I'd give my right arm to be ambidextrous.


----------



## JasonH (Dec 2, 2007)

If you gave your left arm, your right arm would be left…

I'm a leftie, but martial arts training and a home-renovation apprenticeship as a kid gave me the necessary ambi-education. I can know do almost anything with either hand, from scribing to cutting a CVC crown prep, to using a circular saw (this one I prefer to use as a leftie, for the same reasons listed above by other south-paws).

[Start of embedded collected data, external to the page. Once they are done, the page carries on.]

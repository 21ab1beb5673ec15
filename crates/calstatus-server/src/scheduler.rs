//! Fixed-interval scheduler for the poll loop.
//!
//! The scheduler runs one poll immediately, then one per interval. With
//! alignment enabled the ticks land on wall-clock multiples of the interval
//! (for 30 minutes: :00 and :30). Polls never overlap and there is no retry
//! or backoff; a failed poll simply waits for the next tick.

use std::future::Future;
use std::sync::Arc;
use std::time::Duration;

use chrono::{DateTime, Utc};
use tokio::sync::{RwLock, mpsc};
use tokio::time::Instant;
use tracing::{debug, info, warn};

use crate::signals::ShutdownSignal;

pub const DEFAULT_INTERVAL: Duration = Duration::from_secs(30 * 60);

/// Shortest interval the loop will wait between polls.
pub const MIN_INTERVAL: Duration = Duration::from_secs(1);

/// Scheduler configuration.
#[derive(Debug, Clone)]
pub struct SchedulerConfig {
    /// Time between polls.
    pub interval: Duration,
    /// Snap ticks to wall-clock multiples of `interval`.
    pub align_to_interval: bool,
}

impl Default for SchedulerConfig {
    fn default() -> Self {
        Self {
            interval: DEFAULT_INTERVAL,
            align_to_interval: true,
        }
    }
}

impl SchedulerConfig {
    /// Creates an unaligned config with the given interval.
    pub fn new(interval: Duration) -> Self {
        Self {
            interval,
            align_to_interval: false,
        }
    }

    pub fn with_alignment(mut self, align: bool) -> Self {
        self.align_to_interval = align;
        self
    }

    /// Delay from `now` until the next poll.
    ///
    /// Aligned delays are measured against the Unix epoch, so a 30 minute
    /// interval fires at :00 and :30 of every hour. Intervals are raised to
    /// [`MIN_INTERVAL`].
    pub fn next_delay(&self, now: DateTime<Utc>) -> Duration {
        let interval = self.interval.max(MIN_INTERVAL);
        if !self.align_to_interval {
            return interval;
        }

        let secs = interval.as_secs();
        let into_slot = Duration::from_secs(now.timestamp().rem_euclid(secs as i64) as u64)
            + Duration::from_nanos(u64::from(now.timestamp_subsec_nanos()));
        let slot = Duration::from_secs(secs);
        if into_slot.is_zero() {
            slot
        } else {
            slot - into_slot
        }
    }
}

/// Commands that can be sent to a running scheduler.
#[derive(Debug, Clone, Copy, PartialEq, Eq)]
pub enum SchedulerCommand {
    /// Poll immediately. The next regular tick keeps its deadline.
    SyncNow,
    /// Leave the loop.
    Stop,
}

/// What the scheduler has done so far.
#[derive(Debug, Clone, Default)]
pub struct SchedulerState {
    /// Number of polls run, successful or not.
    pub runs: u64,
    pub consecutive_failures: u32,
    pub last_run: Option<DateTime<Utc>>,
    pub last_success: Option<DateTime<Utc>>,
    pub last_error: Option<String>,
}

impl SchedulerState {
    pub fn record_success(&mut self) {
        let now = Utc::now();
        self.runs += 1;
        self.consecutive_failures = 0;
        self.last_run = Some(now);
        self.last_success = Some(now);
        self.last_error = None;
    }

    pub fn record_failure(&mut self, error: impl Into<String>) {
        self.runs += 1;
        self.consecutive_failures += 1;
        self.last_run = Some(Utc::now());
        self.last_error = Some(error.into());
    }
}

pub type SharedSchedulerState = Arc<RwLock<SchedulerState>>;

pub fn new_scheduler_state() -> SharedSchedulerState {
    Arc::new(RwLock::new(SchedulerState::default()))
}

/// Drives a poll function on a fixed interval.
pub struct Scheduler {
    config: SchedulerConfig,
    state: SharedSchedulerState,
    command_tx: mpsc::Sender<SchedulerCommand>,
    command_rx: mpsc::Receiver<SchedulerCommand>,
}

impl Scheduler {
    pub fn new(config: SchedulerConfig) -> Self {
        let (command_tx, command_rx) = mpsc::channel(16);
        Self {
            config,
            state: new_scheduler_state(),
            command_tx,
            command_rx,
        }
    }

    /// Returns a handle for sending commands to the scheduler.
    pub fn handle(&self) -> SchedulerHandle {
        SchedulerHandle {
            command_tx: self.command_tx.clone(),
            state: self.state.clone(),
        }
    }

    pub fn state(&self) -> SharedSchedulerState {
        self.state.clone()
    }

    /// Runs `sync_fn` now and then on every tick until stopped by a
    /// [`SchedulerCommand::Stop`] or by `shutdown`.
    pub async fn run<F, Fut>(self, sync_fn: F, mut shutdown: ShutdownSignal)
    where
        F: Fn() -> Fut + Send + Sync,
        Fut: Future<Output = Result<(), String>> + Send,
    {
        let Self {
            config,
            state,
            mut command_rx,
            // held so `recv` only yields None once every handle is gone too
            command_tx: _command_tx,
        } = self;

        info!(
            interval_secs = config.interval.as_secs(),
            aligned = config.align_to_interval,
            "scheduler started"
        );

        run_sync(&state, &sync_fn).await;

        let mut deadline = next_deadline(&config);
        loop {
            tokio::select! {
                _ = tokio::time::sleep_until(deadline) => {
                    run_sync(&state, &sync_fn).await;
                    deadline = next_deadline(&config);
                }
                cmd = command_rx.recv() => match cmd {
                    Some(SchedulerCommand::SyncNow) => {
                        debug!("poll requested");
                        run_sync(&state, &sync_fn).await;
                    }
                    Some(SchedulerCommand::Stop) | None => {
                        info!("scheduler stopping");
                        break;
                    }
                },
                _ = shutdown.wait() => {
                    info!("shutdown requested, scheduler stopping");
                    break;
                }
            }
        }
    }
}

fn next_deadline(config: &SchedulerConfig) -> Instant {
    let delay = config.next_delay(Utc::now());
    debug!(delay_secs = delay.as_secs(), "next poll scheduled");
    Instant::now() + delay
}

async fn run_sync<F, Fut>(state: &SharedSchedulerState, sync_fn: &F)
where
    F: Fn() -> Fut,
    Fut: Future<Output = Result<(), String>>,
{
    match sync_fn().await {
        Ok(()) => state.write().await.record_success(),
        Err(e) => {
            warn!(error = %e, "poll failed");
            state.write().await.record_failure(e);
        }
    }
}

/// Handle for sending commands to a running scheduler.
#[derive(Clone, Debug)]
pub struct SchedulerHandle {
    command_tx: mpsc::Sender<SchedulerCommand>,
    state: SharedSchedulerState,
}

impl SchedulerHandle {
    pub async fn sync_now(&self) -> Result<(), mpsc::error::SendError<SchedulerCommand>> {
        self.command_tx.send(SchedulerCommand::SyncNow).await
    }

    pub async fn stop(&self) -> Result<(), mpsc::error::SendError<SchedulerCommand>> {
        self.command_tx.send(SchedulerCommand::Stop).await
    }

    pub async fn state(&self) -> SchedulerState {
        self.state.read().await.clone()
    }
}

#[cfg(test)]
mod tests {
    use super::*;
    use crate::signals::SignalHandler;
    use chrono::TimeZone;
    use std::sync::atomic::{AtomicU32, Ordering};

    fn utc(h: u32, m: u32, s: u32) -> DateTime<Utc> {
        Utc.with_ymd_and_hms(2024, 6, 1, h, m, s).unwrap()
    }

    #[test]
    fn aligned_delay_hits_half_hours() {
        let config = SchedulerConfig::default();
        assert_eq!(config.next_delay(utc(9, 10, 0)), Duration::from_secs(20 * 60));
        assert_eq!(config.next_delay(utc(9, 59, 30)), Duration::from_secs(30));
        assert_eq!(config.next_delay(utc(9, 30, 0)), Duration::from_secs(30 * 60));
    }

    #[test]
    fn aligned_delay_accounts_for_subseconds() {
        let config = SchedulerConfig::new(Duration::from_secs(60)).with_alignment(true);
        let now = utc(9, 0, 10) + chrono::Duration::milliseconds(500);
        assert_eq!(config.next_delay(now), Duration::from_millis(49_500));
    }

    #[test]
    fn unaligned_delay_is_the_interval() {
        let config = SchedulerConfig::new(Duration::from_secs(90));
        assert_eq!(config.next_delay(utc(9, 10, 7)), Duration::from_secs(90));
    }

    #[test]
    fn zero_interval_is_raised_to_minimum() {
        let now = utc(9, 10, 7);
        assert_eq!(SchedulerConfig::new(Duration::ZERO).next_delay(now), MIN_INTERVAL);
        assert_eq!(
            SchedulerConfig::new(Duration::from_millis(200))
                .with_alignment(true)
                .next_delay(now),
            MIN_INTERVAL
        );
    }

    #[test]
    fn state_tracks_failures() {
        let mut state = SchedulerState::default();
        state.record_failure("display offline");
        state.record_failure("display offline");
        assert_eq!(state.consecutive_failures, 2);
        assert_eq!(state.last_error.as_deref(), Some("display offline"));
        assert!(state.last_success.is_none());

        state.record_success();
        assert_eq!(state.runs, 3);
        assert_eq!(state.consecutive_failures, 0);
        assert!(state.last_error.is_none());
    }

    fn counting(count: Arc<AtomicU32>) -> impl Fn() -> std::future::Ready<Result<(), String>> {
        move || {
            count.fetch_add(1, Ordering::SeqCst);
            std::future::ready(Ok(()))
        }
    }

    #[tokio::test(start_paused = true)]
    async fn polls_on_every_tick() {
        let scheduler = Scheduler::new(SchedulerConfig::new(Duration::from_secs(60)));
        let handle = scheduler.handle();
        let count = Arc::new(AtomicU32::new(0));

        let task = tokio::spawn(scheduler.run(counting(count.clone()), ShutdownSignal::never()));

        tokio::time::sleep(Duration::from_secs(150)).await;
        assert_eq!(count.load(Ordering::SeqCst), 3);

        handle.stop().await.unwrap();
        task.await.unwrap();
        assert_eq!(handle.state().await.runs, 3);
    }

    #[tokio::test]
    async fn sync_now_and_stop() {
        let scheduler = Scheduler::new(SchedulerConfig::new(Duration::from_secs(3600)));
        let handle = scheduler.handle();
        let count = Arc::new(AtomicU32::new(0));

        let task = tokio::spawn(scheduler.run(counting(count.clone()), ShutdownSignal::never()));

        tokio::time::sleep(Duration::from_millis(50)).await;
        assert_eq!(count.load(Ordering::SeqCst), 1);

        handle.sync_now().await.unwrap();
        tokio::time::sleep(Duration::from_millis(50)).await;
        assert_eq!(count.load(Ordering::SeqCst), 2);

        handle.stop().await.unwrap();
        task.await.unwrap();
    }

    #[tokio::test(start_paused = true)]
    async fn sync_now_keeps_tick_deadline() {
        let scheduler = Scheduler::new(SchedulerConfig::new(Duration::from_secs(60)));
        let handle = scheduler.handle();
        let count = Arc::new(AtomicU32::new(0));

        let task = tokio::spawn(scheduler.run(counting(count.clone()), ShutdownSignal::never()));

        tokio::time::sleep(Duration::from_secs(30)).await;
        handle.sync_now().await.unwrap();
        tokio::time::sleep(Duration::from_secs(31)).await;
        assert_eq!(count.load(Ordering::SeqCst), 3);

        handle.stop().await.unwrap();
        task.await.unwrap();
    }

    #[tokio::test(start_paused = true)]
    async fn failures_do_not_stop_the_loop() {
        let scheduler = Scheduler::new(SchedulerConfig::new(Duration::from_secs(10)));
        let state = scheduler.state();
        let handle = scheduler.handle();

        let task = tokio::spawn(scheduler.run(
            || std::future::ready(Err("device unreachable".to_string())),
            ShutdownSignal::never(),
        ));

        tokio::time::sleep(Duration::from_secs(25)).await;
        assert_eq!(state.read().await.consecutive_failures, 3);

        handle.stop().await.unwrap();
        task.await.unwrap();
    }

    #[tokio::test(start_paused = true)]
    async fn zero_interval_does_not_spin() {
        let scheduler = Scheduler::new(SchedulerConfig::new(Duration::ZERO));
        let handle = scheduler.handle();
        let count = Arc::new(AtomicU32::new(0));

        let task = tokio::spawn(scheduler.run(counting(count.clone()), ShutdownSignal::never()));

        tokio::time::sleep(Duration::from_millis(2500)).await;
        assert_eq!(count.load(Ordering::SeqCst), 3);

        handle.stop().await.unwrap();
        task.await.unwrap();
    }

    #[tokio::test]
    async fn shutdown_signal_ends_loop() {
        let signals = SignalHandler::new();
        let scheduler = Scheduler::new(SchedulerConfig::new(Duration::from_secs(3600)));
        let count = Arc::new(AtomicU32::new(0));

        let task = tokio::spawn(scheduler.run(counting(count.clone()), signals.shutdown()));
        tokio::time::sleep(Duration::from_millis(20)).await;
        signals.trigger_shutdown();

        let finished = tokio::time::timeout(Duration::from_secs(1), task).await;
        assert!(finished.is_ok());
        assert_eq!(count.load(Ordering::SeqCst), 1);
    }
}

Heck, for the longest time, I used a table saw with the fence to the left, thinking this was normal…LOL…


----------



## Grumpy (Nov 9, 2007)

Steve, Grumpyness comes with old age. you will know all about it one day.


----------



## Grumpy (Nov 9, 2007)

I am glad to see there are a few lefties 'left' in the world. It would'nt be the same place without us.


----------



## EduWood (Jun 19, 2008)

Well, I too am left handed but quite ambidextrous too. Hand operated power tools, particularly circular saws and drill motors have always driven me crazy and a couple have even posed a safety hazard. Particularly those that required the depression of a "safety" button before allowing the trigger to be pulled. I've had a circular saw for over 25 years that I changed the switch to a non-"safety" switch. Even though I've purchased a few new circular saws over the years I keep going back to that one. 
And by the way…...the left side of the brain controls the right side of the body; the right side of the brain controls the left side of the body, so; left-handed people are the only ones in their right mind.


----------



## Grumpy (Nov 9, 2007)

Interesting thought on the right mind bit david but don't tell the righties. LOL


----------



## FrankA (Jan 20, 2008)

My wife is left handed and it drives me nuts to watch her prepare food in the kitchen, it looks very dangerous and wrong from my right handed point of view, so I couldn't imagine her in the shop.
I think there should be more tools for lefty's for safety sake alone.


----------



## Zuki (Mar 28, 2007)

Speaking of safety switch . . . my Dewalt 18v circular saw's safety button can be pushed from either direction. I wonder was this planned for you weird . . . er . . . left handed people.


----------



## SteveKorz (Mar 25, 2008)

ScottB- LOL…

Grumpy- I'll keep looking for some righty pills for you… there still may be hope… lol


----------



## Karson (May 9, 2006)

GaryK wrote about Left handled pencils. I must have bought a bunch of them becuse the lead keeps breaking each time I go to use them. I must be holding them the wrong way.


----------



## jimr (Jun 15, 2007)

i'm a lefty and I have the darndest time with those right handed light switches and door knobs. sometimes bad enough to make a guy drink a beer. 
Karson I agree with the pencils they put the eraser on the wrong end so when a lefty tries to use them it puts too much stress on the lead in the wrong direction and pow it breaks. 
I do like my right handed skil saw I like to watch the blade and line.


----------



## lightweightladylefty (Mar 27, 2008)

I say we all go to our government officials and insist they rewrite the laws to include us in the equal rights amendment. We have had to adapt to the discrimination of a right-handed world. No wonder all the world's genuises are lefties. Dealing with the handicap has made us superior! 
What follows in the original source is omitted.